Od kilku tygodni jestem fanką wszelkich wegańskich smarowideł do chleba. Trzeba się trochę postarać, aby godnie zastąpić ulubione masło 🙂
Pasta z cieciorki tym razem została przeze mnie wzbogacona smakiem orzechów włoskich, pomidorów suszonych i czarnych oliwek. Wbrew pozorom jest dość delikatna w smaku, więc warto podać ją posypaną kawałkami orzechów lub pomidorów suszonych. W sylwestrowym klimacie podałam taką pastę na kromkach chleba na zakwasie, wykrawanych foremką do ciastek.

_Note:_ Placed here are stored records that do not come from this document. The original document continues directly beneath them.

//! Candidate Pipelines and the Persisted Artifact

use crate::algorithms::{
    AlgorithmSpec, FittedAlgorithm, ForestParams, KernelParams, KnnParams, MlpParams,
};
use crate::scaler::StandardScaler;
use crate::{ModelError, N_CLASSES};
use ndarray::ArrayView2;
use serde::{Deserialize, Serialize};
use std::fs;
use std::path::Path;
use tracing::info;

/// A named, unfitted candidate: standard scaling followed by one algorithm
#[derive(Debug, Clone, PartialEq)]
pub struct PipelineSpec {
    pub name: &'static str,
    pub algorithm: AlgorithmSpec,
}

/// The four candidates compared during training, in evaluation order
pub fn candidate_pipelines() -> Vec<PipelineSpec> {
    vec![
        PipelineSpec {
            name: "Random Forest",
            algorithm: AlgorithmSpec::RandomForest(ForestParams::default()),
        },
        PipelineSpec {
            name: "RBF Kernel",
            algorithm: AlgorithmSpec::RbfKernel(KernelParams::default()),
        },
        PipelineSpec {
            name: "KNN",
            algorithm: AlgorithmSpec::Knn(KnnParams::default()),
        },
        PipelineSpec {
            name: "MLP",
            algorithm: AlgorithmSpec::Mlp(MlpParams::default()),
        },
    ]
}

/// A fitted scaler + algorithm pair, the unit that gets persisted and later
/// loaded for inference
#[derive(Debug, Clone, PartialEq, Serialize, Deserialize)]
pub struct FittedPipeline {
    pub name: String,
    scaler: StandardScaler,
    algorithm: FittedAlgorithm,
}

impl FittedPipeline {
    /// Fit the scaler on raw features, then the algorithm on standardized ones
    pub fn fit(spec: &PipelineSpec, x: ArrayView2<'_, f64>, y: &[usize]) -> Self {
        let (scaler, z) = StandardScaler::fit_transform(x);
        let algorithm = spec.algorithm.fit(z.view(), y);
        Self {
            name: spec.name.to_string(),
            scaler,
            algorithm,
        }
    }

    /// Predicted label ordinals for raw (unstandardized) feature rows
    pub fn predict(&self, x: ArrayView2<'_, f64>) -> Vec<usize> {
        let z = self.scaler.transform(x);
        self.algorithm.predict(z.view())
    }

    /// Class distributions for raw feature rows.
    ///
    /// Fails when the fitted algorithm does not expose probabilities; check
    /// [`supports_probabilities`](Self::supports_probabilities) first.
    pub fn predict_proba(
        &self,
        x: ArrayView2<'_, f64>,
    ) -> Result<Vec<[f64; N_CLASSES]>, ModelError> {
        if !self.algorithm.supports_probabilities() {
            return Err(ModelError::ProbabilitiesNotSupported {
                algorithm: self.algorithm.name().to_string(),
            });
        }
        let z = self.scaler.transform(x);
        Ok(self.algorithm.predict_proba(z.view()))
    }

    /// Whether probability queries will succeed on this pipeline
    pub fn supports_probabilities(&self) -> bool {
        self.algorithm.supports_probabilities()
    }

    /// Serialize to a binary artifact on disk
    pub fn save(&self, path: &Path) -> Result<(), ModelError> {
        let bytes = postcard::to_allocvec(self)
            .map_err(|e| ModelError::Serialization(e.to_string()))?;
        if let Some(parent) = path.parent() {
            fs::create_dir_all(parent)?;
        }
        fs::write(path, &bytes)?;
        info!(path = %path.display(), bytes = bytes.len(), "model artifact saved");
        Ok(())
    }

    /// Load a previously saved artifact
    pub fn load(path: &Path) -> Result<Self, ModelError> {
        if !path.exists() {
            return Err(ModelError::ModelNotFound {
                path: path.to_path_buf(),
            });
        }
        let bytes = fs::read(path)?;
        postcard::from_bytes(&bytes).map_err(|e| ModelError::Serialization(e.to_string()))
    }
}

#[cfg(test)]
mod tests {
    use super::*;
    use ndarray::Array2;
    use tempfile::tempdir;

    fn blobs() -> (Array2<f64>, Vec<usize>) {
        let mut rows = Vec::new();
        let mut y = Vec::new();
        for i in 0..10 {
            let jitter = (i % 5) as f64 * 0.02;
            rows.extend_from_slice(&[0.0 + jitter, 1.0]);
            y.push(0);
            rows.extend_from_slice(&[8.0 + jitter, -3.0]);
            y.push(2);
        }
        (Array2::from_shape_vec((20, 2), rows).unwrap(), y)
    }

    #[test]
    fn test_candidates_in_evaluation_order() {
        let names: Vec<&str> = candidate_pipelines().iter().map(|p| p.name).collect();
        assert_eq!(names, ["Random Forest", "RBF Kernel", "KNN", "MLP"]);
    }

    #[test]
    fn test_save_load_round_trip() {
        let (x, y) = blobs();
        let spec = PipelineSpec {
            name: "KNN",
            algorithm: AlgorithmSpec::Knn(KnnParams::default()),
        };
        let fitted = FittedPipeline::fit(&spec, x.view(), &y);

        let dir = tempdir().unwrap();
        let path = dir.path().join("models").join("fault.bin");
        fitted.save(&path).unwrap();

        let loaded = FittedPipeline::load(&path).unwrap();
        assert_eq!(loaded, fitted);
        assert_eq!(loaded.predict(x.view()), fitted.predict(x.view()));
    }

    #[test]
    fn test_load_missing_artifact() {
        let dir = tempdir().unwrap();
        let err = FittedPipeline::load(&dir.path().join("absent.bin")).unwrap_err();
        assert!(matches!(err, ModelError::ModelNotFound { .. }));
    }

    #[test]
    fn test_probability_refusal_when_disabled() {
        let (x, y) = blobs();
        let spec = PipelineSpec {
            name: "RBF Kernel",
            algorithm: AlgorithmSpec::RbfKernel(KernelParams {
                probability: false,
                ..KernelParams::default()
            }),
        };
        let fitted = FittedPipeline::fit(&spec, x.view(), &y);
        assert!(!fitted.supports_probabilities());
        let err = fitted.predict_proba(x.view()).unwrap_err();
        assert!(matches!(err, ModelError::ProbabilitiesNotSupported { .. }));
        // Plain prediction still works
        assert_eq!(fitted.predict(x.view()).len(), 20);
    }
}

Pasta z cieciorki, orzechów i oliwek
- 2 szkl ugotowanej cieciorki lub 1 szkl suchej
- 4 pomidory suszone
- 10 czarnych oliwek
- 2 łyżki orzechów włoskich grubo posiekanych
- 2-3 łyżki wody
- sól morska, pieprz świeżo mielony
- 3 łyżki sosu sojowego
- pół łyżeczki kminku
- ćwierć łyżeczki czubrycy
Jeśli używasz suchej ciecierzycy, to dzień wcześniej zalej ją wodą i pozostaw na całą noc. Następnego dnia odlej wodę z moczenia, zalej ciecierzycę wrzątkiem i ugotuj do miękkości, czyli około 60 minut.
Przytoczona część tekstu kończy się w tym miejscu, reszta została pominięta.